Source records:

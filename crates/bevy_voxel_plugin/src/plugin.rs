//! The Bevy `Plugin` entry point, grounded on the teacher's
//! `infra/bevy_adapters/plugin.rs`: register resources, events, and systems
//! in the same Startup/Update shape, now driving `voxel_plugin` instead of
//! the teacher's single-volume SDF pipeline.

use std::sync::Arc;

use bevy::prelude::*;

use voxel_plugin::config::MeshingMode;
use voxel_plugin::meshing::{CubicMesher, MesherKind, SmoothMesher};
use voxel_plugin::noise::TerrainNoiseSampler;
use voxel_plugin::{ChunkManager, CollisionManager, DistanceBandLodStrategy};

use crate::collision::{apply_collision_ops, AvianCollisionCooker, CollisionBodies, CollisionOpChannel};
use crate::config::VoxelWorldSettings;
use crate::editing::{apply_voxel_edit_events, handle_undo_redo_input, VoxelEditEvent};
use crate::materials::init_voxel_materials_system;
use crate::renderer::{BevyRendererHandoff, RendererOpChannel};
use crate::resources::{ChunkManagerRes, CollisionManagerRes};
use crate::systems::{apply_mesh_updates, tick_voxel_pipeline, ChunkEntities};

/// System sets giving the host control over ordering relative to its own
/// systems (e.g. running physics after `Physics`), mirroring the teacher's
/// `VoxelSet` enum.
#[derive(SystemSet, Debug, Hash, PartialEq, Eq, Clone)]
pub enum VoxelStreamingSet {
  Editing,
  Tick,
  ApplyMeshes,
  Physics,
}

pub struct VoxelTerrainPlugin;

impl Plugin for VoxelTerrainPlugin {
  fn build(&self, app: &mut App) {
    let settings = app.world().get_resource::<VoxelWorldSettings>().cloned().unwrap_or_default();
    let world_config = settings.into_world_config();

    let mut strategy = DistanceBandLodStrategy::new(world_config.lod_bands.clone(), world_config.chunk_size, world_config.voxel_size, world_config.world_mode);
    strategy.morph_enabled = world_config.enable_lod_morphing;
    strategy.frustum_cull_enabled = world_config.enable_frustum_culling;

    let mesher = match world_config.meshing_mode {
      MeshingMode::Cubic => MesherKind::Cubic(CubicMesher::default()),
      MeshingMode::Smooth => MesherKind::Smooth(SmoothMesher::default()),
    };

    let noise = Arc::new(TerrainNoiseSampler::new());

    let (renderer, renderer_rx) = BevyRendererHandoff::new();
    let (cooker, collision_rx) = AvianCollisionCooker::new();

    let collision_radius = settings.collision_radius;
    let mut chunk_manager = ChunkManager::new(world_config, strategy, noise, mesher);
    chunk_manager.set_renderer(Arc::new(renderer));
    let collision_manager = CollisionManager::new(cooker, collision_radius);

    app
      .insert_resource(ChunkManagerRes(chunk_manager))
      .insert_resource(CollisionManagerRes(collision_manager))
      .insert_resource(RendererOpChannel { rx: std::sync::Arc::new(std::sync::Mutex::new(renderer_rx)) })
      .insert_resource(CollisionOpChannel { rx: std::sync::Arc::new(std::sync::Mutex::new(collision_rx)) })
      .init_resource::<ChunkEntities>()
      .init_resource::<CollisionBodies>()
      .add_event::<VoxelEditEvent>()
      .configure_sets(Update, (VoxelStreamingSet::Editing, VoxelStreamingSet::Tick, VoxelStreamingSet::ApplyMeshes, VoxelStreamingSet::Physics).chain())
      .add_systems(Startup, init_voxel_materials_system)
      .add_systems(
        Update,
        (
          (apply_voxel_edit_events, handle_undo_redo_input).in_set(VoxelStreamingSet::Editing),
          tick_voxel_pipeline.in_set(VoxelStreamingSet::Tick),
          apply_mesh_updates.in_set(VoxelStreamingSet::ApplyMeshes),
          apply_collision_ops.in_set(VoxelStreamingSet::Physics),
        ),
      );
  }
}
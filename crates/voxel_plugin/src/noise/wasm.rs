//! WASM `NoiseNode`: calls the pre-compiled FastNoise2 Emscripten module
//! (built from `voxel_noise`'s `wasm_main.rs`) through a JS bridge, since
//! `voxel_noise` itself isn't a wasm32 dependency (see that crate's
//! `Cargo.toml` — its native FFI only links on non-wasm targets).

use js_sys::Float32Array;
use wasm_bindgen::prelude::*;

#[wasm_bindgen(module = "/../voxel_noise/js/voxel_noise_bridge.js")]
extern "C" {
  #[wasm_bindgen(js_name = vx_create)]
  fn vx_create(encoded: &str) -> u32;

  #[wasm_bindgen(js_name = vx_gen_3d)]
  #[allow(clippy::too_many_arguments)]
  fn vx_gen_3d(
    handle: u32,
    x_off: f32,
    y_off: f32,
    z_off: f32,
    x_cnt: i32,
    y_cnt: i32,
    z_cnt: i32,
    x_step: f32,
    y_step: f32,
    z_step: f32,
    seed: i32,
  ) -> Float32Array;

  #[wasm_bindgen(js_name = vx_gen_2d)]
  #[allow(clippy::too_many_arguments)]
  fn vx_gen_2d(handle: u32, x_off: f32, y_off: f32, x_cnt: i32, y_cnt: i32, x_step: f32, y_step: f32, seed: i32) -> Float32Array;

  #[wasm_bindgen(js_name = vx_destroy)]
  fn vx_destroy(handle: u32);
}

/// JS-bridge-backed noise node. Not `Send`/`Sync` — JS bridge calls are
/// bound to the calling context, so the `parallel` worker-pool feature
/// falls back to main-thread generation on wasm32 (see
/// `bevy_voxel_plugin`'s `wasm_sync_mesh` feature).
pub struct NoiseNode {
  handle: u32,
}

impl NoiseNode {
  pub fn from_encoded(encoded: &str) -> Option<Self> {
    let handle = vx_create(encoded);
    if handle == 0 {
      None
    } else {
      Some(Self { handle })
    }
  }

  #[allow(clippy::too_many_arguments)]
  pub fn gen_uniform_grid_3d(
    &self,
    output: &mut [f32],
    x_off: f32,
    y_off: f32,
    z_off: f32,
    x_cnt: i32,
    y_cnt: i32,
    z_cnt: i32,
    x_step: f32,
    y_step: f32,
    z_step: f32,
    seed: i32,
  ) {
    let result = vx_gen_3d(self.handle, x_off, y_off, z_off, x_cnt, y_cnt, z_cnt, x_step, y_step, z_step, seed);
    result.copy_to(output);
  }

  #[allow(clippy::too_many_arguments)]
  pub fn gen_uniform_grid_2d(&self, output: &mut [f32], x_off: f32, y_off: f32, x_cnt: i32, y_cnt: i32, x_step: f32, y_step: f32, seed: i32) {
    let result = vx_gen_2d(self.handle, x_off, y_off, x_cnt, y_cnt, x_step, y_step, seed);
    result.copy_to(output);
  }
}

impl Drop for NoiseNode {
  fn drop(&mut self) {
    vx_destroy(self.handle);
  }
}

• [INSTRUCTIONS TO FOLLOW]:
Repeat verbatim the opening run of entries, ending with the line that contains "let (renderer, renderer_rx)".

• [EXERCISE RESULT]:
filename crates/bevy_voxel_plugin/src/plugin.rs
//! The Bevy `Plugin` entry point, grounded on the teacher's
//! `infra/bevy_adapters/plugin.rs`: register resources, events, and systems
//! in the same Startup/Update shape, now driving `voxel_plugin` instead of
//! the teacher's single-volume SDF pipeline.

use std::sync::Arc;

use bevy::prelude::*;

use voxel_plugin::config::MeshingMode;
use voxel_plugin::meshing::{CubicMesher, MesherKind, SmoothMesher};
use voxel_plugin::noise::TerrainNoiseSampler;
use voxel_plugin::{ChunkManager, CollisionManager, DistanceBandLodStrategy};

use crate::collision::{apply_collision_ops, AvianCollisionCooker, CollisionBodies, CollisionOpChannel};
use crate::config::VoxelWorldSettings;
use crate::editing::{apply_voxel_edit_events, handle_undo_redo_input, VoxelEditEvent};
use crate::materials::init_voxel_materials_system;
use crate::renderer::{BevyRendererHandoff, RendererOpChannel};
use crate::resources::{ChunkManagerRes, CollisionManagerRes};
use crate::systems::{apply_mesh_updates, tick_voxel_pipeline, ChunkEntities};

/// System sets giving the host control over ordering relative to its own
/// systems (e.g. running physics after `Physics`), mirroring the teacher's
/// `VoxelSet` enum.
#[derive(SystemSet, Debug, Hash, PartialEq, Eq, Clone)]
pub enum VoxelStreamingSet {
  Editing,
  Tick,
  ApplyMeshes,
  Physics,
}

pub struct VoxelTerrainPlugin;

impl Plugin for VoxelTerrainPlugin {
  fn build(&self, app: &mut App) {
    let settings = app.world().get_resource::<VoxelWorldSettings>().cloned().unwrap_or_default();
    let world_config = settings.into_world_config();

    let mut strategy = DistanceBandLodStrategy::new(world_config.lod_bands.clone(), world_config.chunk_size, world_config.voxel_size, world_config.world_mode);
    strategy.morph_enabled = world_config.enable_lod_morphing;
    strategy.frustum_cull_enabled = world_config.enable_frustum_culling;

    let mesher = match world_config.meshing_mode {
      MeshingMode::Cubic => MesherKind::Cubic(CubicMesher::default()),
      MeshingMode::Smooth => MesherKind::Smooth(SmoothMesher::default()),
    };

    let noise = Arc::new(TerrainNoiseSampler::new());

    let (renderer, renderer_rx) = BevyRendererHandoff::new();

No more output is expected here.